The atavistic autodidact may want to do a search to discover which Pope first used a personal relationship with Jesus.

ABS could find no Pope prior to Pope Saint John Paul II using it

Mick Jagger Gathers No Mosque said...

A prominent part of papal praxis is the way of Heresy condemned in the fifth century

The way of heresy in the Shadow * Church and it's long ago condemnation...

(Pope) St. Gelasius 1 492-496 A.D.

Denzinger's 161 (1) [For] it has been reported to us, that in the regions of the Dalmatians certain men had disseminated the recurring tares of the Pelagian pest, and that their blasphemy prevails there to such a degree that they are deceiving all the simple by the insinuation of their deadly madness. . . . [But] since the Lord is superior, the pure truth of Catholic faith drawn front the concordant opinions of all the Fathers remains present. . . . (2) . . . What pray permits us to abrogate what has been condemned by the venerable Fathers, and to reconsider the impious dogmas that have been demolished by them? Why is it, therefore, that we take such great precautions lest any dangerous heresy, once driven out, strive anew to come [up] for examination, if we argue that what has been known, discussed, and refuted of old by our elders ought to be restored? Are we not ourselves offering, which God forbid, to all the enemies of the truth an example of rising again against ourselves, which the Church will never permit? Where is it that it is written: Do not go beyond the limits of your fathers [Prov. 22:28], and: Ask your fathers and they will tell you, and your elders will declare unto you [Deut. 32:7]? Why, accordingly, do we aim beyond the definitions of our elders, or why do they not suffice for us? If in our ignorance we desire to learn something, how every single thing to be avoided has been prescribed by the orthodox fathers and elders, or everything to be adapted to Catholic truth has been decreed, why are they not approved by these? Or are we wiser than they, or shall we be able to stand constant with firm stability, if we should undermine those [dogmas] which have been established by them? . . .

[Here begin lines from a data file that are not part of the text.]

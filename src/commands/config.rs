use anyhow::Result;

use crate::Context;
use crate::cli::ConfigCommand;
use crate::config::Config;
use crate::paths;
use crate::ui;

pub fn run(_ctx: &Context, cmd: ConfigCommand) -> Result<()> {
    match cmd {
        ConfigCommand::Show => show(),
    }
}

fn show() -> Result<()> {
    ui::header("Configuration");

    let file = paths::config_file()?;
    ui::kv("Config file", &file.display().to_string());
    if !file.exists() {
        ui::dim("Not found, using defaults");
    }
    ui::kv("Cache directory", &paths::cache_dir()?.display().to_string());

    let config = Config::load()?;
    ui::kv("Downloads", &config.download_dir()?.display().to_string());
    ui::kv("Builds", &config.build_dir()?.display().to_string());

    println!();
    print!("{}", toml::to_string_pretty(&config)?);

    println!();
    ui::dim(&format!("Set {} to use another config directory.", paths::ENV_CONFIG_DIR));
    Ok(())
}
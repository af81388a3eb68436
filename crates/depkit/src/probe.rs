//! PathProbe: find the directory a command runs from

use crate::context::ProcessExecutor;
use crate::types::RunOptions;
use std::path::{Path, PathBuf};

/// Resolves command names to directories using `which`
pub struct PathProbe<E> {
    executor: E,
}

impl<E: ProcessExecutor> PathProbe<E> {
    pub fn new(executor: E) -> Self {
        Self { executor }
    }

    /// Full path `which` reports for a command, if any
    pub fn which(&self, cmd_name: &str) -> Option<PathBuf> {
        let output = match self
            .executor
            .run("which", &[cmd_name], &RunOptions::failable())
        {
            Ok(output) => output,
            Err(e) => {
                log::debug!("which {} could not run: {}", cmd_name, e);
                return None;
            }
        };

        if !output.success {
            return None;
        }

        let stdout = output.stdout_str();
        let found = stdout.lines().next().unwrap_or("").trim();
        // Some `which` implementations exit 0 and print "no foo in ..."
        if found.is_empty() || found.contains(&format!("no {} in", cmd_name)) {
            return None;
        }
        Some(PathBuf::from(found))
    }

    /// Directory the command runs from, if it resolves
    pub fn cmd_dir(&self, cmd_name: &str) -> Option<PathBuf> {
        self.which(cmd_name)
            .and_then(|path| path.parent().map(Path::to_path_buf))
            .filter(|dir| !dir.as_os_str().is_empty())
    }
}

Liberals, revolutionaries, modernists, and heretics sedulously labor as sappers of settled Doctrine and Dogma and such devils and doctrinal derelicts have been doing so since the fourth century because they think that they are right and the One True Holy Roman Catholic and Apostolic Church is wrong.

Why Synodality?

The revolution must constantly advance or die.

Chuck Martelowski said...

Skojec got it wrong, plain and simple. There are no limits on God's dispensation of mercy. Absolutely none. Don't take my word for it; ask Flannery O'Connor. Sincere repentance in the sacramental context of confession is one road only.

But having given due recognition to the logical point of God's omnipotence, let us also contemplate the question of why God even bothered to establish a Church. Surely the reason must have been to uphold the lawful basis of His teachings as clearly and consistently as possible. The Church, in other words, is bound to God's law. Slipping that bond, the Church is nothing, not even an anomaly. You want to call it a meeting place for avuncular bloviation, a MASH field hospital, a beer tent, a human zoo, go right ahead. Call it anything but a Church.